Friday, 27 June 2008

Double Comm

I was thinking the other day that a nice, and very clear, way for Comm to show his allegiance to Rome would be to adopt the clean-shaven, short-haired Roman style. Such a gesture overcomes language barriers. It's a little painful for me, because I love Comm's long hair, and to have to sacrifice it... But it makes so much sense to me that I have decided to put aside my personal preference :-).

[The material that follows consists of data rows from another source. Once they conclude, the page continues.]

use super::foreign_content::{
    adjust_foreign_attributes, adjust_mathml_attributes, adjust_svg_attributes,
    adjust_svg_tag_name, is_html_integration_point, is_mathml_text_integration_point,
};
use super::formatting::ActiveFormattingElements;
use super::open_elements::{OpenElements, Scope, StackEntry};
use super::tree_sink::TreeSink;
use crate::error::{ParseErrorCode, ParseIssue};
use crate::tokenizer::{Attribute, Token, TokenizerState};

/// [§ 13.2.4.1 The insertion mode](https://html.spec.whatwg.org/multipage/parsing.html#the-insertion-mode)
///
/// "The insertion mode is a state variable that controls the primary operation
/// of the tree construction stage."
#[derive(Debug, Clone, Copy, PartialEq, Eq, Display)]
pub enum InsertionMode {
    /// [§ 13.2.6.4.1 The "initial" insertion mode](https://html.spec.whatwg.org/multipage/parsing.html#the-initial-insertion-mode)
    Initial,
    /// [§ 13.2.6.4.2 The "before html" insertion mode](https://html.spec.whatwg.org/multipage/parsing.html#the-before-html-insertion-mode)
    BeforeHtml,
    /// [§ 13.2.6.4.3 The "before head" insertion mode](https://html.spec.whatwg.org/multipage/parsing.html#the-before-head-insertion-mode)
    BeforeHead,
    /// [§ 13.2.6.4.4 The "in head" insertion mode](https://html.spec.whatwg.org/multipage/parsing.html#parsing-main-inhead)
    InHead,
    /// [§ 13.2.6.4.5 The "in head noscript" insertion mode](https://html.spec.whatwg.org/multipage/parsing.html#parsing-main-inheadnoscript)
    InHeadNoscript,
    /// [§ 13.2.6.4.6 The "after head" insertion mode](https://html.spec.whatwg.org/multipage/parsing.html#the-after-head-insertion-mode)
    AfterHead,
    /// [§ 13.2.6.4.7 The "in body" insertion mode](https://html.spec.whatwg.org/multipage/parsing.html#parsing-main-inbody)
    InBody,
    /// [§ 13.2.6.4.8 The "text" insertion mode](https://html.spec.whatwg.org/multipage/parsing.html#parsing-main-incdata)
    Text,
    /// [§ 13.2.6.4.9 The "in table" insertion mode](https://html.spec.whatwg.org/multipage/parsing.html#parsing-main-intable)
    InTable,
    /// [§ 13.2.6.4.10 The "in table text" insertion mode](https://html.spec.whatwg.org/multipage/parsing.html#parsing-main-intabletext)
    InTableText,
    /// [§ 13.2.6.4.11 The "in caption" insertion mode](https://html.spec.whatwg.org/multipage/parsing.html#parsing-main-incaption)
    InCaption,
    /// [§ 13.2.6.4.12 The "in column group" insertion mode](https://html.spec.whatwg.org/multipage/parsing.html#parsing-main-incolumngroup)
    InColumnGroup,
    /// [§ 13.2.6.4.13 The "in table body" insertion mode](https://html.spec.whatwg.org/multipage/parsing.html#parsing-main-intablebody)
    InTableBody,
    /// [§ 13.2.6.4.14 The "in row" insertion mode](https://html.spec.whatwg.org/multipage/parsing.html#parsing-main-inrow)
    InRow,
    /// [§ 13.2.6.4.15 The "in cell" insertion mode](https://html.spec.whatwg.org/multipage/parsing.html#parsing-main-incell)
    InCell,
    /// [§ 13.2.6.4.16 The "in select" insertion mode](https://html.spec.whatwg.org/multipage/parsing.html#parsing-main-inselect)
    InSelect,
    /// [§ 13.2.6.4.17 The "in select in table" insertion mode](https://html.spec.whatwg.org/multipage/parsing.html#parsing-main-inselectintable)
    InSelectInTable,
    /// [§ 13.2.6.4.18 The "in template" insertion mode](https://html.spec.whatwg.org/multipage/parsing.html#parsing-main-intemplate)
    InTemplate,
    /// [§ 13.2.6.4.19 The "after body" insertion mode](https://html.spec.whatwg.org/multipage/parsing.html#parsing-main-afterbody)
    AfterBody,
    /// [§ 13.2.6.4.20 The "in frameset" insertion mode](https://html.spec.whatwg.org/multipage/parsing.html#parsing-main-inframeset)
    InFrameset,
    /// [§ 13.2.6.4.21 The "after frameset" insertion mode](https://html.spec.whatwg.org/multipage/parsing.html#parsing-main-afterframeset)
    AfterFrameset,
    /// [§ 13.2.6.4.22 The "after after body" insertion mode](https://html.spec.whatwg.org/multipage/parsing.html#the-after-after-body-insertion-mode)
    AfterAfterBody,
    /// [§ 13.2.6.4.23 The "after after frameset" insertion mode](https://html.spec.whatwg.org/multipage/parsing.html#the-after-after-frameset-insertion-mode)
    AfterAfterFrameset,
}

/// What a mode handler asks the token loop to do next.
///
/// "Reprocess the token" never recurses: the handler returns the mode to
/// reprocess in and [`TreeBuilder::process_token`] loops.
#[derive(Debug)]
pub(super) enum Step {
    /// The token has been consumed.
    Done,
    /// Switch to the mode and reprocess the same token.
    Reprocess(InsertionMode),
}

/// Tag names whose end tags are implied by "generate implied end tags".
const IMPLIED_END_TAGS: &[&str] = &[
    "dd", "dt", "li", "optgroup", "option", "p", "rb", "rp", "rt", "rtc",
];

/// "Generate all implied end tags thoroughly" adds the table parts.
const IMPLIED_END_TAGS_THOROUGH: &[&str] = &[
    "caption", "colgroup", "dd", "dt", "li", "optgroup", "option", "p", "rb", "rp", "rt", "rtc",
    "tbody", "td", "tfoot", "th", "thead", "tr",
];

/// [§ 13.2.6 Tree construction](https://html.spec.whatwg.org/multipage/parsing.html#tree-construction)
///
/// The tree construction stage. It owns the sink while parsing and hands it
/// back through [`TreeBuilder::into_parts`].
pub struct TreeBuilder<S: TreeSink> {
    pub(super) sink: S,

    /// [§ 13.2.4.1 The insertion mode](https://html.spec.whatwg.org/multipage/parsing.html#the-insertion-mode)
    pub(super) mode: InsertionMode,

    /// [§ 13.2.4.1](https://html.spec.whatwg.org/multipage/parsing.html#original-insertion-mode)
    pub(super) original_mode: InsertionMode,

    /// [§ 13.2.4.1](https://html.spec.whatwg.org/multipage/parsing.html#stack-of-template-insertion-modes)
    pub(super) template_modes: Vec<InsertionMode>,

    pub(super) open: OpenElements<S::Handle>,
    pub(super) formatting: ActiveFormattingElements<S::Handle>,

    /// [§ 13.2.4.4 The element pointers](https://html.spec.whatwg.org/multipage/parsing.html#the-element-pointers)
    pub(super) head: Option<S::Handle>,
    pub(super) form: Option<S::Handle>,

    /// The fragment parsing context element, if any.
    pub(super) context: Option<StackEntry<S::Handle>>,

    /// [§ 13.2.4.5 Other parsing state flags](https://html.spec.whatwg.org/multipage/parsing.html#frameset-ok-flag)
    pub(super) frameset_ok: bool,
    pub(super) scripting: bool,

    /// [§ 13.2.6.1](https://html.spec.whatwg.org/multipage/parsing.html#foster-parent)
    pub(super) foster_parenting: bool,

    /// Set after `<pre>`, `<listing>` and `<textarea>`: "If the next token is
    /// a U+000A LINE FEED (LF) character token, then ignore that token".
    pub(super) ignore_lf: bool,

    /// [§ 13.2.6.4.10](https://html.spec.whatwg.org/multipage/parsing.html#concept-pending-table-char-tokens)
    pub(super) pending_table_text: String,

    pub(super) self_closing_acknowledged: bool,
    pub(super) quirks_mode: QuirksMode,

    /// A tokenizer state switch for the driver to apply before the next token.
    pub(super) tokenizer_state: Option<TokenizerState>,

    pub(super) issues: Vec<ParseIssue>,
    pub(super) log_issues: bool,
    /// Input position of the token being processed, for issue reports.
    pub(super) position: usize,
    /// Set by "stop parsing".
    pub(super) stopped: bool,
}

Now, the tricky part is of course to make him still look like Comm, even when the beard has gone. For me that is not an easy matter. One reason why I gave him a beard is, of course, to make it easy to distinguish him from other characters. So far I have only one dark-haired man with a beard, and that is him. When I remove the beard, he looks awfully much like a generic Roman :/. Of course that is the point, but it doesn't make things easier for a reader. For me personally it is quite obvious that this is Comm on account of the shape of his nose, but that is probably not enough, because his nose doesn't have any particularly striking features. It's shorter and rounder and more turned-up than other characters', but I'm not sure that is obvious to anyone but me. I'll have to think of other ways to distinguish him - like giving him a torque. That would make sense :-).

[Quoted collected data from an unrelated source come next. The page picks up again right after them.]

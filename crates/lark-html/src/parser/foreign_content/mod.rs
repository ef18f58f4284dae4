//! SVG and MathML support.
//!
//! [§ 13.2.6.3 Creating and inserting nodes](https://html.spec.whatwg.org/multipage/parsing.html#creating-and-inserting-nodes)
//! [§ 13.2.6.5 The rules for parsing tokens in foreign content](https://html.spec.whatwg.org/multipage/parsing.html#parsing-main-inforeign)

pub mod mathml;
pub mod svg;

use lark_dom::Namespace;

pub use mathml::adjust_mathml_attributes;
pub use svg::{adjust_svg_attributes, adjust_svg_tag_name};

use crate::tokenizer::{Attribute, Token};

/// [§ 13.2.6.3 Adjust foreign attributes](https://html.spec.whatwg.org/multipage/parsing.html#adjust-foreign-attributes)
///
/// "If any of the attributes on the token match the strings given in the
/// first column of the following table, let the attribute be a namespaced
/// attribute, with the prefix being the string given in the corresponding
/// cell in the second column, the local name being the string given in the
/// corresponding cell in the third column, and the namespace being the
/// namespace given in the corresponding cell in the fourth column."
fn foreign_attribute(name: &str) -> Option<(Option<&'static str>, &'static str, Namespace)> {
    let adjusted = match name {
        "xlink:actuate" => (Some("xlink"), "actuate", Namespace::XLink),
        "xlink:arcrole" => (Some("xlink"), "arcrole", Namespace::XLink),
        "xlink:href" => (Some("xlink"), "href", Namespace::XLink),
        "xlink:role" => (Some("xlink"), "role", Namespace::XLink),
        "xlink:show" => (Some("xlink"), "show", Namespace::XLink),
        "xlink:title" => (Some("xlink"), "title", Namespace::XLink),
        "xlink:type" => (Some("xlink"), "type", Namespace::XLink),
        "xml:lang" => (Some("xml"), "lang", Namespace::Xml),
        "xml:space" => (Some("xml"), "space", Namespace::Xml),
        "xmlns" => (None, "xmlns", Namespace::Xmlns),
        "xmlns:xlink" => (Some("xmlns"), "xlink", Namespace::Xmlns),
        _ => return None,
    };
    Some(adjusted)
}

/// Give `xlink:`, `xml:` and `xmlns` attributes their prefix and namespace.
pub fn adjust_foreign_attributes(attributes: &mut [Attribute]) {
    for attr in attributes {
        if let Some((prefix, local_name, namespace)) = foreign_attribute(&attr.name) {
            attr.prefix = prefix;
            attr.name = local_name.to_string();
            attr.namespace = Some(namespace);
        }
    }
}

/// [§ 13.2.6.5](https://html.spec.whatwg.org/multipage/parsing.html#parsing-main-inforeign)
///
/// Start tags that break out of foreign content: "A start tag whose tag name
/// is one of: "b", "big", "blockquote", "body", "br", ... "var"" and "A start
/// tag whose tag name is "font", if the token has any attributes named
/// "color", "face", or "size"".
#[must_use]
pub fn causes_exit_from_foreign_content(token: &Token) -> bool {
    let Token::StartTag { name, .. } = token else {
        return false;
    };
    match name.as_str() {
        "b" | "big" | "blockquote" | "body" | "br" | "center" | "code" | "dd" | "div" | "dl"
        | "dt" | "em" | "embed" | "h1" | "h2" | "h3" | "h4" | "h5" | "h6" | "head" | "hr"
        | "i" | "img" | "li" | "listing" | "menu" | "meta" | "nobr" | "ol" | "p" | "pre"
        | "ruby" | "s" | "small" | "span" | "strong" | "strike" | "sub" | "sup" | "table"
        | "tt" | "u" | "ul" | "var" => true,
        "font" => ["color", "face", "size"]
            .iter()
            .any(|attr| token.attribute(attr).is_some()),
        _ => false,
    }
}

/// [§ 13.2.6 MathML text integration point](https://html.spec.whatwg.org/multipage/parsing.html#mathml-text-integration-point)
///
/// "A node is a MathML text integration point if it is one of the following
/// elements: A MathML mi element, mo, mn, ms, mtext."
#[must_use]
pub fn is_mathml_text_integration_point(name: &str, namespace: Namespace) -> bool {
    namespace == Namespace::MathMl && matches!(name, "mi" | "mo" | "mn" | "ms" | "mtext")
}

/// [§ 13.2.6 HTML integration point](https://html.spec.whatwg.org/multipage/parsing.html#html-integration-point)
///
/// Computed when the element is created, since the `annotation-xml` case
/// depends on "the start tag token that was used to create the element".
#[must_use]
pub fn is_html_integration_point(name: &str, namespace: Namespace, attributes: &[Attribute]) -> bool {
    match namespace {
        // "A MathML annotation-xml element whose start tag token had an
        // attribute with the name "encoding" whose value was an ASCII
        // case-insensitive match for the string "text/html" or
        // "application/xhtml+xml"."
        Namespace::MathMl => {
            name == "annotation-xml"
                && attributes.iter().any(|attr| {
                    attr.name == "encoding"
                        && attr.namespace.is_none()
                        && (attr.value.eq_ignore_ascii_case("text/html")
                            || attr.value.eq_ignore_ascii_case("application/xhtml+xml"))
                })
        }
        // "An SVG foreignObject element, desc element, title element."
        Namespace::Svg => matches!(name, "foreignObject" | "desc" | "title"),
        _ => false,
    }
}

#[cfg(test)]
mod tests {
    use super::*;

    #[test]
    fn test_foreign_attributes_get_namespaces() {
        let mut attrs = vec![
            Attribute::new("xlink:href", "#a"),
            Attribute::new("xmlns", "http://www.w3.org/2000/svg"),
            Attribute::new("href", "b"),
        ];
        adjust_foreign_attributes(&mut attrs);
        assert_eq!(attrs[0].name, "href");
        assert_eq!(attrs[0].prefix, Some("xlink"));
        assert_eq!(attrs[0].namespace, Some(Namespace::XLink));
        assert_eq!(attrs[1].prefix, None);
        assert_eq!(attrs[1].namespace, Some(Namespace::Xmlns));
        assert_eq!(attrs[2].namespace, None);
    }

    #[test]
    fn test_font_exits_only_with_presentational_attributes() {
        let plain = Token::start_tag("font", vec![]);
        let colored = Token::start_tag("font", vec![Attribute::new("color", "red")]);
        assert!(!causes_exit_from_foreign_content(&plain));
        assert!(causes_exit_from_foreign_content(&colored));
        assert!(causes_exit_from_foreign_content(&Token::start_tag("div", vec![])));
        assert!(!causes_exit_from_foreign_content(&Token::start_tag("circle", vec![])));
    }

    #[test]
    fn test_annotation_xml_encoding() {
        let html = [Attribute::new("encoding", "Text/HTML")];
        let other = [Attribute::new("encoding", "application/mathml+xml")];
        assert!(is_html_integration_point("annotation-xml", Namespace::MathMl, &html));
        assert!(!is_html_integration_point("annotation-xml", Namespace::MathMl, &other));
        assert!(is_html_integration_point("foreignObject", Namespace::Svg, &[]));
        assert!(!is_html_integration_point("title", Namespace::Html, &[]));
    }
}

Apart from experiments with Comm's look, these two pictures are also the first two that I have inked with brushes. I'm not sure how I feel about the results. I like what brushes do to the inked look of Comm's hair. But I was not quite at ease with the lack of control I had over the brush, and the lines did not come out as I had hoped. No doubt I shouldn't expect a lot when I do something for the first time, and I do think that inking with brushes requires serious skill - something I can't have unless I exercise a lot. Nevertheless, it annoys me that my brushwork lacks crispness, and that the broad strokes were still obtained by going over a line several times, which is the same thing I do with my Staedtler pens. I wanted to see if brushes could give me a more flexible stroke, and in that respect I was a bit disappointed. Then again, it may be the lack of exercise. Which only means I should try plenty more :-).

Sunday, 22 June 2008

Volca & Veridicus

I tried out my watercolours on ordinary drawing paper. The result is better than I thought... It may depend on the paper brand, though. This is Daler-Rowney; so far I have painted on Canson and that never looked good - I got the feeling the Canson paper absorbed the paint so quickly that I couldn't push it around, so to speak.

Anyway, here is Volca, looking, I think, rather prettier than I supposed her to be - but maybe that is because she is holding a dagger. She just feels a lot better when armed. She does not normally appear this confident :-).

Her story is developing. I'm liking her better and better *g*.

I'm getting more confident with my watercolours, and I do feel like I'm learning to understand the colours better. When I mix paint, I get closer to the tint I had in mind than I did before :-). Now I just need to exercise more until I know how to control this medium better and get the effects that I want...

Oh, btw: please click the painting for the large view. I think it's better :D.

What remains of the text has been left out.